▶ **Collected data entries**
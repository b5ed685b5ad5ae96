//! Logging system for daylog
//!
//! Provides the leveled [`Logger`], its line format, dated log files with retention, an
//! in-memory sink for tests, and a bridge from `tracing`.

mod capture;
pub mod file_writer;
pub mod format;
mod level;
mod logger;
mod macros;
mod retention;
mod tracing_layer;

pub use capture::CaptureSink;
pub use format::{format_line, parse_line, ParsedLine};
pub use level::{ParseSeverityError, Severity, UNKNOWN_LABEL};
pub use logger::Logger;
pub use retention::{
    cleanup_logs_before, cleanup_old_logs, cleanup_old_logs_default, DEFAULT_RETENTION_DAYS,
};
pub use tracing_layer::LoggerLayer;
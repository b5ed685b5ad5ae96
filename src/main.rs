use std::sync::Arc;

use anyhow::Result;
use tracing_subscriber::layer::SubscriberExt;
use tracing_subscriber::util::SubscriberInitExt;

use daylog::logging::{self, Severity};
use daylog::{log_info, Logger, LoggerConfig, LoggerLayer};

/// Usage: `daylog [LEVEL] [MESSAGE...]`
fn main() -> Result<()> {
    let mut args = std::env::args().skip(1).peekable();

    // Threshold from the first argument if it names a level, else DAYLOG_LEVEL, else INFO
    let mut config = LoggerConfig::from_env();
    if let Some(level) = args.peek().and_then(|a| a.parse::<Severity>().ok()) {
        config.level = level;
        args.next();
    }
    let message = args.collect::<Vec<_>>().join(" ");
    let extension = config.extension.clone();

    let logger = Arc::new(Logger::new(config));

    // Route tracing events through the same sinks
    let env_filter = tracing_subscriber::EnvFilter::try_from_default_env()
        .unwrap_or_else(|_| "daylog=debug".into());
    tracing_subscriber::registry()
        .with(env_filter)
        .with(LoggerLayer::new(Arc::clone(&logger)))
        .init();

    // A file failure has already been reported on stderr; carry on with the console
    match logger.enable_file_logging() {
        Ok(path) => {
            if let Some(dir) = path.parent() {
                match logging::cleanup_old_logs(dir, logging::DEFAULT_RETENTION_DAYS, &extension) {
                    Ok(count) if count > 0 => {
                        tracing::info!("Cleaned up {} old log files", count);
                    }
                    Ok(_) => {}
                    Err(e) => tracing::warn!("Log cleanup failed: {:#}", e),
                }
            }
        }
        Err(_) => tracing::warn!("Continuing with console logging only"),
    }

    tracing::debug!("Threshold is {}", logger.level());

    if message.is_empty() {
        log_info!(logger, "daylog {} started", env!("CARGO_PKG_VERSION"));
    } else {
        logger.info(&message);
    }

    logger.close();
    Ok(())
}
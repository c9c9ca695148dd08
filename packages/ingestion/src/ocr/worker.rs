//! Bulk OCR worker and the synchronous single-page retry path.
//!
//! The worker owns one `ocr_batch` job: page by page it converts the raw
//! upload to the canonical image, runs OCR with bounded retries for
//! transient failures, uploads the text, and records the outcome in the
//! book's metadata document. Metadata flushes are batched; per-page errors
//! never fail the job.

use std::sync::Arc;
use std::time::Duration;

use uuid::Uuid;

use crate::error::{classify_error, IngestionError, Result};
use crate::jobs::{busy_error, JobLock, JobOutcome, JobType, ProgressUpdate};
use crate::layout;
use crate::traits::ocr::{OcrEngine, OcrError};
use crate::traits::store::{ObjectStore, ObjectStoreExt};
use crate::types::{BookMetadata, OcrRunStats, OcrStatus, PageError, PageMeta, ProgressDetail};

/// Worker tunables.
#[derive(Debug, Clone)]
pub struct OcrWorkerConfig {
    /// Pages between metadata flushes.
    pub flush_interval: u32,
    /// OCR attempts per page for transient failures.
    pub max_ocr_attempts: u32,
    /// Initial delay between OCR attempts; doubles each retry.
    pub retry_delay: Duration,
}

impl Default for OcrWorkerConfig {
    fn default() -> Self {
        Self {
            flush_interval: 5,
            max_ocr_attempts: 3,
            retry_delay: Duration::from_millis(500),
        }
    }
}

/// Outcome of one batch run.
#[derive(Debug, Clone, Default)]
pub struct OcrBatchReport {
    pub completed: i64,
    pub failed: i64,
    /// Metadata flushes performed, interior plus final.
    pub flushes: u32,
}

pub struct OcrBatchWorker {
    store: Arc<dyn ObjectStore>,
    engine: Arc<dyn OcrEngine>,
    lock: Arc<dyn JobLock>,
    config: OcrWorkerConfig,
}

impl OcrBatchWorker {
    pub fn new(store: Arc<dyn ObjectStore>, engine: Arc<dyn OcrEngine>, lock: Arc<dyn JobLock>) -> Self {
        Self::with_config(store, engine, lock, OcrWorkerConfig::default())
    }

    pub fn with_config(
        store: Arc<dyn ObjectStore>,
        engine: Arc<dyn OcrEngine>,
        lock: Arc<dyn JobLock>,
        config: OcrWorkerConfig,
    ) -> Self {
        Self { store, engine, lock, config }
    }

    /// Process the given pages under an already-acquired `ocr_batch` job.
    ///
    /// The job is released `completed` even when some pages failed; their
    /// errors live in `progress_detail`. Only a worker-level failure (for
    /// example the metadata document not loading) releases it `failed`.
    pub async fn run(&self, job_id: Uuid, book_id: &str, pages: &[u32]) -> Result<OcrBatchReport> {
        self.lock.start(job_id).await?;
        tracing::info!(%job_id, book_id, pages = pages.len(), "starting bulk OCR");
        match self.run_inner(job_id, book_id, pages).await {
            Ok(report) => {
                self.lock.release(job_id, JobOutcome::Completed, None).await?;
                tracing::info!(
                    %job_id,
                    completed = report.completed,
                    failed = report.failed,
                    flushes = report.flushes,
                    "bulk OCR complete"
                );
                Ok(report)
            }
            Err(err) => {
                if let Err(release_err) = self
                    .lock
                    .release(job_id, JobOutcome::Failed, Some(err.to_string()))
                    .await
                {
                    tracing::error!(%job_id, error = %release_err, "failed to release job after error");
                }
                Err(err)
            }
        }
    }

    async fn run_inner(&self, job_id: Uuid, book_id: &str, pages: &[u32]) -> Result<OcrBatchReport> {
        let mut metadata: BookMetadata = self.store.get_json(&layout::metadata(book_id)).await?;
        let mut detail = ProgressDetail::<OcrRunStats>::default();
        let mut report = OcrBatchReport::default();
        let mut last_completed: Option<i64> = None;

        for (idx, &page) in pages.iter().enumerate() {
            self.lock
                .update_progress(
                    job_id,
                    ProgressUpdate {
                        current_item: page as i64,
                        completed: report.completed,
                        failed: report.failed,
                        last_completed_item: last_completed,
                        detail: None,
                    },
                )
                .await?;

            let outcome = match metadata.pages.get_mut(&page) {
                Some(meta) => match self.process_page(book_id, page, meta).await {
                    Ok(()) => Ok(()),
                    Err(err) => {
                        meta.ocr_status = OcrStatus::Failed;
                        meta.ocr_error = Some(err.to_string());
                        Err(err)
                    }
                },
                None => Err(IngestionError::MissingPageMeta { page }),
            };

            match outcome {
                Ok(()) => report.completed += 1,
                Err(err) => {
                    report.failed += 1;
                    let kind = classify_error(&err.to_string());
                    tracing::warn!(book_id, page, error = %err, error_type = ?kind, "page OCR failed");
                    detail.page_errors.insert(
                        page.to_string(),
                        PageError { error: err.to_string(), error_type: kind },
                    );
                }
            }

            last_completed = Some(page as i64);
            detail.stats = OcrRunStats {
                pages_processed: (idx + 1) as u32,
                completed: report.completed as u32,
                failed: report.failed as u32,
            };
            self.lock
                .update_progress(
                    job_id,
                    ProgressUpdate {
                        current_item: page as i64,
                        completed: report.completed,
                        failed: report.failed,
                        last_completed_item: last_completed,
                        detail: Some(detail.to_json()?),
                    },
                )
                .await?;

            if (idx as u32 + 1) % self.config.flush_interval == 0 {
                self.store.update_metadata_json(book_id, &metadata).await?;
                report.flushes += 1;
                tracing::debug!(book_id, page, "flushed page metadata");
            }
        }

        self.store.update_metadata_json(book_id, &metadata).await?;
        report.flushes += 1;
        Ok(report)
    }

    /// Convert, upload, recognize, upload for one page. The metadata entry
    /// is updated in place as steps land so a later failure keeps earlier
    /// progress (the canonical image in particular).
    async fn process_page(&self, book_id: &str, page: u32, meta: &mut PageMeta) -> Result<()> {
        let raw = self.store.download_bytes(&meta.raw_image_key).await?;
        let extension = meta
            .raw_image_key
            .rsplit_once('.')
            .map(|(_, ext)| ext)
            .unwrap_or("png");

        let canonical = self.engine.normalize(&raw, extension).await.map_err(|err| {
            tracing::error!(raw_key = %meta.raw_image_key, error = %err, "image normalization failed");
            err
        })?;

        let image_key = layout::page_image(book_id, page);
        self.store
            .upload_bytes(&image_key, canonical.clone(), Some("image/png"))
            .await?;
        meta.image_key = Some(image_key);

        let text = self.recognize_with_retry(&canonical).await?;
        let text_key = layout::page_text(book_id, page);
        self.store
            .upload_bytes(&text_key, text.into_bytes(), Some("text/plain"))
            .await?;
        meta.text_key = Some(text_key);
        meta.ocr_status = OcrStatus::Completed;
        meta.ocr_error = None;
        Ok(())
    }

    async fn recognize_with_retry(&self, image: &[u8]) -> std::result::Result<String, OcrError> {
        let mut delay = self.config.retry_delay;
        let mut attempt = 1;
        loop {
            match self.engine.recognize(image).await {
                Ok(text) => return Ok(text),
                Err(err) if err.is_transient() && attempt < self.config.max_ocr_attempts => {
                    tracing::warn!(
                        attempt,
                        max_attempts = self.config.max_ocr_attempts,
                        error = %err,
                        "transient OCR failure, retrying"
                    );
                    tokio::time::sleep(delay).await;
                    delay = delay.saturating_mul(2);
                    attempt += 1;
                }
                Err(err) => return Err(err),
            }
        }
    }

    /// Synchronously re-OCR one previously failed page.
    ///
    /// Refuses while an `ocr_batch` or `finalization` job is active on the
    /// book; otherwise operates directly on the metadata document and
    /// flushes it once.
    pub async fn retry_page(&self, book_id: &str, page: u32) -> Result<PageMeta> {
        for job_type in [JobType::OcrBatch, JobType::Finalization] {
            if let Some(job) = self.lock.get_latest(book_id, Some(job_type)).await? {
                if job.status.is_active() {
                    return Err(busy_error(&job).into());
                }
            }
        }

        let mut metadata: BookMetadata = self.store.get_json(&layout::metadata(book_id)).await?;
        let result = match metadata.pages.get_mut(&page) {
            Some(meta) => match self.process_page(book_id, page, meta).await {
                Ok(()) => Ok(meta.clone()),
                Err(err) => {
                    meta.ocr_status = OcrStatus::Failed;
                    meta.ocr_error = Some(err.to_string());
                    Err(err)
                }
            },
            None => Err(IngestionError::MissingPageMeta { page }),
        };
        self.store.update_metadata_json(book_id, &metadata).await?;
        tracing::info!(book_id, page, success = result.is_ok(), "single-page OCR retry");
        result
    }
}

#[cfg(test)]
mod tests {
    use super::*;
    use crate::jobs::{JobStatus, MemoryJobLock};
    use crate::stores::MemoryObjectStore;
    use crate::testing::MockOcr;

    async fn seed_book(store: &MemoryObjectStore, book_id: &str, pages: &[u32]) {
        let mut book = BookMetadata::new(book_id);
        book.total_pages = pages.len() as u32;
        for &page in pages {
            let raw_key = layout::raw_page(book_id, page, "png");
            store
                .upload_bytes(&raw_key, format!("raw page {page}").into_bytes(), None)
                .await
                .unwrap();
            book.pages.insert(page, PageMeta::new(raw_key));
        }
        store.update_metadata_json(book_id, &book).await.unwrap();
    }

    fn worker(
        store: Arc<MemoryObjectStore>,
        ocr: MockOcr,
        lock: Arc<MemoryJobLock>,
    ) -> OcrBatchWorker {
        OcrBatchWorker::with_config(
            store,
            Arc::new(ocr),
            lock,
            OcrWorkerConfig {
                flush_interval: 5,
                max_ocr_attempts: 3,
                retry_delay: Duration::ZERO,
            },
        )
    }

    #[tokio::test]
    async fn empty_page_list_completes_with_zero_counts() {
        let store = Arc::new(MemoryObjectStore::new());
        let lock = Arc::new(MemoryJobLock::new());
        seed_book(&store, "b1", &[]).await;
        let job_id = lock.acquire("b1", JobType::OcrBatch, Some(0)).await.unwrap();

        let report = worker(store, MockOcr::new(), lock.clone())
            .run(job_id, "b1", &[])
            .await
            .unwrap();

        assert_eq!(report.completed, 0);
        assert_eq!(report.failed, 0);
        assert_eq!(report.flushes, 1);
        let job = lock.get_job(job_id).await.unwrap().unwrap();
        assert_eq!(job.status, JobStatus::Completed);
        assert_eq!(job.completed_items, 0);
        assert_eq!(job.failed_items, 0);
    }

    #[tokio::test]
    async fn metadata_load_failure_fails_the_job() {
        let store = Arc::new(MemoryObjectStore::new());
        let lock = Arc::new(MemoryJobLock::new());
        let job_id = lock.acquire("b1", JobType::OcrBatch, Some(1)).await.unwrap();

        let err = worker(store, MockOcr::new(), lock.clone())
            .run(job_id, "b1", &[1])
            .await
            .unwrap_err();
        assert!(matches!(err, IngestionError::Store(_)));

        let job = lock.get_job(job_id).await.unwrap().unwrap();
        assert_eq!(job.status, JobStatus::Failed);
        assert!(job.error_message.is_some());
    }

    #[tokio::test]
    async fn missing_page_entry_counts_as_failure() {
        let store = Arc::new(MemoryObjectStore::new());
        let lock = Arc::new(MemoryJobLock::new());
        seed_book(&store, "b1", &[1]).await;
        let job_id = lock.acquire("b1", JobType::OcrBatch, Some(2)).await.unwrap();

        let report = worker(store.clone(), MockOcr::new(), lock.clone())
            .run(job_id, "b1", &[1, 2])
            .await
            .unwrap();
        assert_eq!(report.completed, 1);
        assert_eq!(report.failed, 1);

        let job = lock.get_job(job_id).await.unwrap().unwrap();
        assert_eq!(job.status, JobStatus::Completed);
        let detail: ProgressDetail<OcrRunStats> =
            serde_json::from_str(job.progress_detail.as_deref().unwrap()).unwrap();
        assert!(detail.page_errors.contains_key("2"));
    }

    #[tokio::test]
    async fn retry_page_refused_while_batch_active() {
        let store = Arc::new(MemoryObjectStore::new());
        let lock = Arc::new(MemoryJobLock::new());
        seed_book(&store, "b1", &[1]).await;
        lock.acquire("b1", JobType::OcrBatch, Some(1)).await.unwrap();

        let err = worker(store, MockOcr::new(), lock)
            .retry_page("b1", 1)
            .await
            .unwrap_err();
        assert!(matches!(err, IngestionError::Lock(_)));
    }

    #[tokio::test]
    async fn retry_page_reprocesses_failed_page() {
        let store = Arc::new(MemoryObjectStore::new());
        let lock = Arc::new(MemoryJobLock::new());
        seed_book(&store, "b1", &[3]).await;

        // Seed a failed state first.
        let ocr = MockOcr::new().fail_recognize_when("raw page 3", "Rate limit exceeded (429)");
        let job_id = lock.acquire("b1", JobType::OcrBatch, Some(1)).await.unwrap();
        worker(store.clone(), ocr, lock.clone()).run(job_id, "b1", &[3]).await.unwrap();
        let book: BookMetadata = store.get_json(&layout::metadata("b1")).await.unwrap();
        assert_eq!(book.pages[&3].ocr_status, OcrStatus::Failed);

        // Retry with a healthy engine.
        let meta = worker(store.clone(), MockOcr::new(), lock)
            .retry_page("b1", 3)
            .await
            .unwrap();
        assert_eq!(meta.ocr_status, OcrStatus::Completed);
        assert!(meta.ocr_error.is_none());
        let book: BookMetadata = store.get_json(&layout::metadata("b1")).await.unwrap();
        assert_eq!(book.pages[&3].ocr_status, OcrStatus::Completed);
    }
}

▶ **Directions**
From the data above, show each line that contains "OcrStatus".

▶ **Response below**
use crate::types::{BookMetadata, OcrRunStats, OcrStatus, PageError, PageMeta, ProgressDetail};
                        meta.ocr_status = OcrStatus::Failed;
        meta.ocr_status = OcrStatus::Completed;
                    meta.ocr_status = OcrStatus::Failed;
        assert_eq!(book.pages[&3].ocr_status, OcrStatus::Failed);
        assert_eq!(meta.ocr_status, OcrStatus::Completed);
        assert_eq!(book.pages[&3].ocr_status, OcrStatus::Completed);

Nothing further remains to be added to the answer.